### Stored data
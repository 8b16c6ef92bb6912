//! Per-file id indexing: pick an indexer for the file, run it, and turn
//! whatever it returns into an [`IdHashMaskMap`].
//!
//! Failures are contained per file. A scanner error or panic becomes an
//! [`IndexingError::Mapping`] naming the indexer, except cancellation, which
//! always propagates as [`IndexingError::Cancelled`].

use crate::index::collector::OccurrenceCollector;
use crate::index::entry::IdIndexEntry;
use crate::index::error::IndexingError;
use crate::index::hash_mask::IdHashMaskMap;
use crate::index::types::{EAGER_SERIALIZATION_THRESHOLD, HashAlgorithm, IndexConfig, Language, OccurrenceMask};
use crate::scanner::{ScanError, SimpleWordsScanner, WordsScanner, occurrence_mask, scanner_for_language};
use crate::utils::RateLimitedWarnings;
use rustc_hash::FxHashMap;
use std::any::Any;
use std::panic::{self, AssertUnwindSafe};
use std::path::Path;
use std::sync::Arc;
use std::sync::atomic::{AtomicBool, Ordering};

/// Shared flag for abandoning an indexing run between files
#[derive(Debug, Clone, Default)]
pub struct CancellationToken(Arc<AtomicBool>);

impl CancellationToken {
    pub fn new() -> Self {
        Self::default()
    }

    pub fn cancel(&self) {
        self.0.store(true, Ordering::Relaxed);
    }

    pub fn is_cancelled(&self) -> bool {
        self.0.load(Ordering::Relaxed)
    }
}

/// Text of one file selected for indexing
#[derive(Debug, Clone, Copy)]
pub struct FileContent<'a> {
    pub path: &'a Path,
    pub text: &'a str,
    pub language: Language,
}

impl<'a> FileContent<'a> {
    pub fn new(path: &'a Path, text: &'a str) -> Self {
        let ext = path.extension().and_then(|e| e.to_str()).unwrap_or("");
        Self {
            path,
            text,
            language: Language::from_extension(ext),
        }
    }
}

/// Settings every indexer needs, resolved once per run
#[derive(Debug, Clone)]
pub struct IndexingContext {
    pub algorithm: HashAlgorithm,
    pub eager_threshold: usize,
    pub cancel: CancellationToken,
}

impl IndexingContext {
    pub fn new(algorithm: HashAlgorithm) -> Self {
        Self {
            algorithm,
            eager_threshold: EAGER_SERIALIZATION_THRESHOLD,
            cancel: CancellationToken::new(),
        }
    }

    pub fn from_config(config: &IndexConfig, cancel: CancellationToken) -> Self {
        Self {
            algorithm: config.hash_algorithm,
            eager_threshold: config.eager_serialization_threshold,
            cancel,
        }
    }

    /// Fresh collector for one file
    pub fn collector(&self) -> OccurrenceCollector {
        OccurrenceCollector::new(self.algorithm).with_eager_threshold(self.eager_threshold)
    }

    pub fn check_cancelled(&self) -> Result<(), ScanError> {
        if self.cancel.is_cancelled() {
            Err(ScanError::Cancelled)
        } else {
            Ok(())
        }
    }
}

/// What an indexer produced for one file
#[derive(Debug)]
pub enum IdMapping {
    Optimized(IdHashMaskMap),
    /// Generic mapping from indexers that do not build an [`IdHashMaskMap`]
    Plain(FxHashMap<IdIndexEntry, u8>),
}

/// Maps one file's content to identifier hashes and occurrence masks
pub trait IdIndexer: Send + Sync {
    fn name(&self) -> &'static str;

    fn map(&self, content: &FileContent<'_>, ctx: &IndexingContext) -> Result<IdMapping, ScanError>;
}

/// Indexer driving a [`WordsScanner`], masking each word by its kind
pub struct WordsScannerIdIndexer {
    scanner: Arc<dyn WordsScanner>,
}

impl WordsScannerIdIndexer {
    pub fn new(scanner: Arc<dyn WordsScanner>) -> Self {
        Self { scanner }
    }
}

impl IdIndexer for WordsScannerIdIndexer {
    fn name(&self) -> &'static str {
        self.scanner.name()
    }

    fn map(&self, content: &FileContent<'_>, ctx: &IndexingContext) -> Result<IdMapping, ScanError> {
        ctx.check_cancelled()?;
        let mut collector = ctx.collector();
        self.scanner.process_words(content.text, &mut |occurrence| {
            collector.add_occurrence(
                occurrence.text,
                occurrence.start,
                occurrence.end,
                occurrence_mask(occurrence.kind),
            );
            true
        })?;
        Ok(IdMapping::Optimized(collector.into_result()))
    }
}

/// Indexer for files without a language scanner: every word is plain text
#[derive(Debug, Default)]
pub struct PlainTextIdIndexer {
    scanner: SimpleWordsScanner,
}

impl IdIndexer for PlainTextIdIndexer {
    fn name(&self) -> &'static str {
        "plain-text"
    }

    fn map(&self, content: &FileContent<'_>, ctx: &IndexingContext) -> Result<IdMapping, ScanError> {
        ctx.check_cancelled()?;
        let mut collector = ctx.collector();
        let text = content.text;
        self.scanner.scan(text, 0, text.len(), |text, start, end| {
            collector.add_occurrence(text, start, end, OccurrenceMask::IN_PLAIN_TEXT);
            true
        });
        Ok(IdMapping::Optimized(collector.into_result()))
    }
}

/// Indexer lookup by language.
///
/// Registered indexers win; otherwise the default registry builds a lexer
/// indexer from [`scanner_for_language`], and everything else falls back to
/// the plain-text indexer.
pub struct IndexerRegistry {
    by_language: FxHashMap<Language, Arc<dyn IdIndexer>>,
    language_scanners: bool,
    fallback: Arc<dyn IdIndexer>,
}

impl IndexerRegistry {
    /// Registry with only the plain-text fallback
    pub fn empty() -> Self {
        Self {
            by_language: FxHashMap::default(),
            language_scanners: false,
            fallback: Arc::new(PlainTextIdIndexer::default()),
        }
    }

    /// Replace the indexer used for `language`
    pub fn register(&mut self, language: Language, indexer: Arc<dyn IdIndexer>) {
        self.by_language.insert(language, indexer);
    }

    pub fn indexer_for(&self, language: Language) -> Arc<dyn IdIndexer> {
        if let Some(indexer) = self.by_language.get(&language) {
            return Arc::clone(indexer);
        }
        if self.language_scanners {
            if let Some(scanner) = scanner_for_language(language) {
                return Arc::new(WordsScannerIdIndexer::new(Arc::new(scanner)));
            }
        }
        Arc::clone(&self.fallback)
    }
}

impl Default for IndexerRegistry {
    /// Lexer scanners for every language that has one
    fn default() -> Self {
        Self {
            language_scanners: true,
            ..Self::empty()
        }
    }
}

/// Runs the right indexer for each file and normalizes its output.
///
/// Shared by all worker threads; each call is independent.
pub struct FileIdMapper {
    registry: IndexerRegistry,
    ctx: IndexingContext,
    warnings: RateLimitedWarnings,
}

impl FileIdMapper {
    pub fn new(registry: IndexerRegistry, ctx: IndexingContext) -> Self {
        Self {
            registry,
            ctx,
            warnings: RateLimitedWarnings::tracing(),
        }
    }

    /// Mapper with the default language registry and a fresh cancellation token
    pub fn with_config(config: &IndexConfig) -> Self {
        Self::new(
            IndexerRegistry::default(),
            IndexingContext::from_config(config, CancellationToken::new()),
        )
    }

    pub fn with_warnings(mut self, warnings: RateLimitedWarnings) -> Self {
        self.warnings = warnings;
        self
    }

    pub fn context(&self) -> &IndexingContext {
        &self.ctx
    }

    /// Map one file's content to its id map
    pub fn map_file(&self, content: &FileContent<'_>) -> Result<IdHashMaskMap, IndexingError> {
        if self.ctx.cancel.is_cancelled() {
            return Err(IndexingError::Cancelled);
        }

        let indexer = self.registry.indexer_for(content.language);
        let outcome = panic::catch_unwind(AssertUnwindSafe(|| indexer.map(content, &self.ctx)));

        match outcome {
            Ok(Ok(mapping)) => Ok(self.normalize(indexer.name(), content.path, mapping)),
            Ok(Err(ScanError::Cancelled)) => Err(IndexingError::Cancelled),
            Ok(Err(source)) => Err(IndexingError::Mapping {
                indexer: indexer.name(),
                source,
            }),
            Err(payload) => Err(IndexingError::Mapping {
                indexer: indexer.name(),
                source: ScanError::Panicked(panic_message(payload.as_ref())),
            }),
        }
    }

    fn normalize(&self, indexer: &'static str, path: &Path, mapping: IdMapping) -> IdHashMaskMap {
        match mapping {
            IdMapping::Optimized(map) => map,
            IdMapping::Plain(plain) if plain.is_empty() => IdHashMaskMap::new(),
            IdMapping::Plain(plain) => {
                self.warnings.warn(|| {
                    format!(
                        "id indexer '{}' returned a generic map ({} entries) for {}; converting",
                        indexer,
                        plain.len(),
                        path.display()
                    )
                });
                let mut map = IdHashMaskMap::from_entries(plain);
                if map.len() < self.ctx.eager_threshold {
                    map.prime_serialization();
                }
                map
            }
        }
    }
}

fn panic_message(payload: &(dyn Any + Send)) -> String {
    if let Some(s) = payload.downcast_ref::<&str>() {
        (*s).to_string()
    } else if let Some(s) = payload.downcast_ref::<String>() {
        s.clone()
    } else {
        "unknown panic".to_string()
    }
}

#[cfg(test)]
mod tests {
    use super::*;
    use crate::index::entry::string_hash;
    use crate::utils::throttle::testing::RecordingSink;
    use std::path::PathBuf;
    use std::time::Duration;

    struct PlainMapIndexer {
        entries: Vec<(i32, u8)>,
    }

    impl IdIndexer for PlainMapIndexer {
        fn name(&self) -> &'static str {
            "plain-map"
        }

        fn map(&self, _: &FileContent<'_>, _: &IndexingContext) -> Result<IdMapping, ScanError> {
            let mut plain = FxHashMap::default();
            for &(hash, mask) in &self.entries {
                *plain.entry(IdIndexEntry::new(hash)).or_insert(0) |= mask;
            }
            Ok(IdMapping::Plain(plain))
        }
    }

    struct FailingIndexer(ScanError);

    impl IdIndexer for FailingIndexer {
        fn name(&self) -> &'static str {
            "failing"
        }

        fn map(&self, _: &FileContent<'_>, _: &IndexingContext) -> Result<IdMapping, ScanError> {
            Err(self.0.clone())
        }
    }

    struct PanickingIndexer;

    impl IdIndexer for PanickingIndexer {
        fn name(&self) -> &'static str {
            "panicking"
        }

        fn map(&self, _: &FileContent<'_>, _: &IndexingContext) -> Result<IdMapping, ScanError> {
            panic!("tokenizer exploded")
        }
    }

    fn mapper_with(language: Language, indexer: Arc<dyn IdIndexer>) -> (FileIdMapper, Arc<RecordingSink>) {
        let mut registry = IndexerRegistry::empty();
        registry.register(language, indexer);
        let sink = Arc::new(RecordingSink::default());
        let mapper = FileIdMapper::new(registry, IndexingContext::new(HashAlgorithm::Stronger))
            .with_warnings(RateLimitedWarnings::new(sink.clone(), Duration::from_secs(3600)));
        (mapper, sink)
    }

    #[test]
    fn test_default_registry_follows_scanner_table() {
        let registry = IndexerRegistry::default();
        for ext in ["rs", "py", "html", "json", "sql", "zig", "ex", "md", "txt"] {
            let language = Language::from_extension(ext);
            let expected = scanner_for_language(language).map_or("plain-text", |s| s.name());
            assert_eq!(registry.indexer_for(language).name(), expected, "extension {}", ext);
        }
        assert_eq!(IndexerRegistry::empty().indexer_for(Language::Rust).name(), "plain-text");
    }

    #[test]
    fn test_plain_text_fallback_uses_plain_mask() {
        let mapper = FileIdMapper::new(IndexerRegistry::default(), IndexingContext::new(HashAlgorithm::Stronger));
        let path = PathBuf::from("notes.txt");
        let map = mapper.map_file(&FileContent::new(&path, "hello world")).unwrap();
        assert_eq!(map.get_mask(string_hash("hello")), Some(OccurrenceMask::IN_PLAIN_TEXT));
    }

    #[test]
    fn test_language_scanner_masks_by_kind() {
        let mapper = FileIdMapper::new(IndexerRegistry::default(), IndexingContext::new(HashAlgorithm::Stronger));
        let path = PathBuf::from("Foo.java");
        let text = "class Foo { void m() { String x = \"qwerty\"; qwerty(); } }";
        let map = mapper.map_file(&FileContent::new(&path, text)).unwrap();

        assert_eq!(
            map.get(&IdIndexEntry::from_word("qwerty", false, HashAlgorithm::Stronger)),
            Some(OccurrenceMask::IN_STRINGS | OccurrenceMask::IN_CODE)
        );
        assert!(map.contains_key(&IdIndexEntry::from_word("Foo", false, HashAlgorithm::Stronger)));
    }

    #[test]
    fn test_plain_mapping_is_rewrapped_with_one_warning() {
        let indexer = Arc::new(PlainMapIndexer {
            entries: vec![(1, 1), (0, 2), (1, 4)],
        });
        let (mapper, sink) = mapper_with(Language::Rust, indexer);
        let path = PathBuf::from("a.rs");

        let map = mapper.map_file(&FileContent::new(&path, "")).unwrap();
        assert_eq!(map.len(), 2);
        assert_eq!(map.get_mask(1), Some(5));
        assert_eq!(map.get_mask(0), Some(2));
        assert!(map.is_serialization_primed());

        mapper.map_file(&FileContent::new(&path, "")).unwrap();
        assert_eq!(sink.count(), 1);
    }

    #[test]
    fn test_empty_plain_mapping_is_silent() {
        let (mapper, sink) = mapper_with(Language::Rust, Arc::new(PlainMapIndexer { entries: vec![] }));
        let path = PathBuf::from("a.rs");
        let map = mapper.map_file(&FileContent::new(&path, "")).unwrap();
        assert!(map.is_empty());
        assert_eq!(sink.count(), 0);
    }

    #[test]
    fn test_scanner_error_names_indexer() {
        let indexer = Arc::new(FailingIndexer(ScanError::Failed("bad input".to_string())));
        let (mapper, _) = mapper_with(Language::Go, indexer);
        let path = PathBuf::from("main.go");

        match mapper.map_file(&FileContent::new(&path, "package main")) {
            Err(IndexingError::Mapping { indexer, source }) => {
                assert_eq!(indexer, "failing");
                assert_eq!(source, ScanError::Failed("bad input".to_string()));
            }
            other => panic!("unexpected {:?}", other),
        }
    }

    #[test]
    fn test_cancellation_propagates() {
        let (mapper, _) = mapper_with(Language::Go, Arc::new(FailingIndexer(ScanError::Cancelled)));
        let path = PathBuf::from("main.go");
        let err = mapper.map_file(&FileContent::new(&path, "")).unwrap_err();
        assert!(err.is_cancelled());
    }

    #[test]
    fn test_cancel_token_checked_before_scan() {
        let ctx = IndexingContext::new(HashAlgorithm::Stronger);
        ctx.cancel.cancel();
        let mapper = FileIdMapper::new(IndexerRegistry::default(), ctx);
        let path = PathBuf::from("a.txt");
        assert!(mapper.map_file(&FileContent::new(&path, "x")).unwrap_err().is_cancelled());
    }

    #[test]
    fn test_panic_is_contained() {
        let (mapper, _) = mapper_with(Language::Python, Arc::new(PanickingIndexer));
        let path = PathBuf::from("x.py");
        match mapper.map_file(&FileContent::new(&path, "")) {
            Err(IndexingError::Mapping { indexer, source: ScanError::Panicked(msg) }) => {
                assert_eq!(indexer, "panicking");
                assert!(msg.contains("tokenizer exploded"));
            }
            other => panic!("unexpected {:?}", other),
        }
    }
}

### What is being asked
Where the line with "except cancellation, which" ends, your copy should end too; please return exactly the lines from the first line of the data through it.

### Result of the task
repository 8b16c6ef92bb6912
//! Per-file id indexing: pick an indexer for the file, run it, and turn
//! whatever it returns into an [`IdHashMaskMap`].
//!
//! Failures are contained per file. A scanner error or panic becomes an
//! [`IndexingError::Mapping`] naming the indexer, except cancellation, which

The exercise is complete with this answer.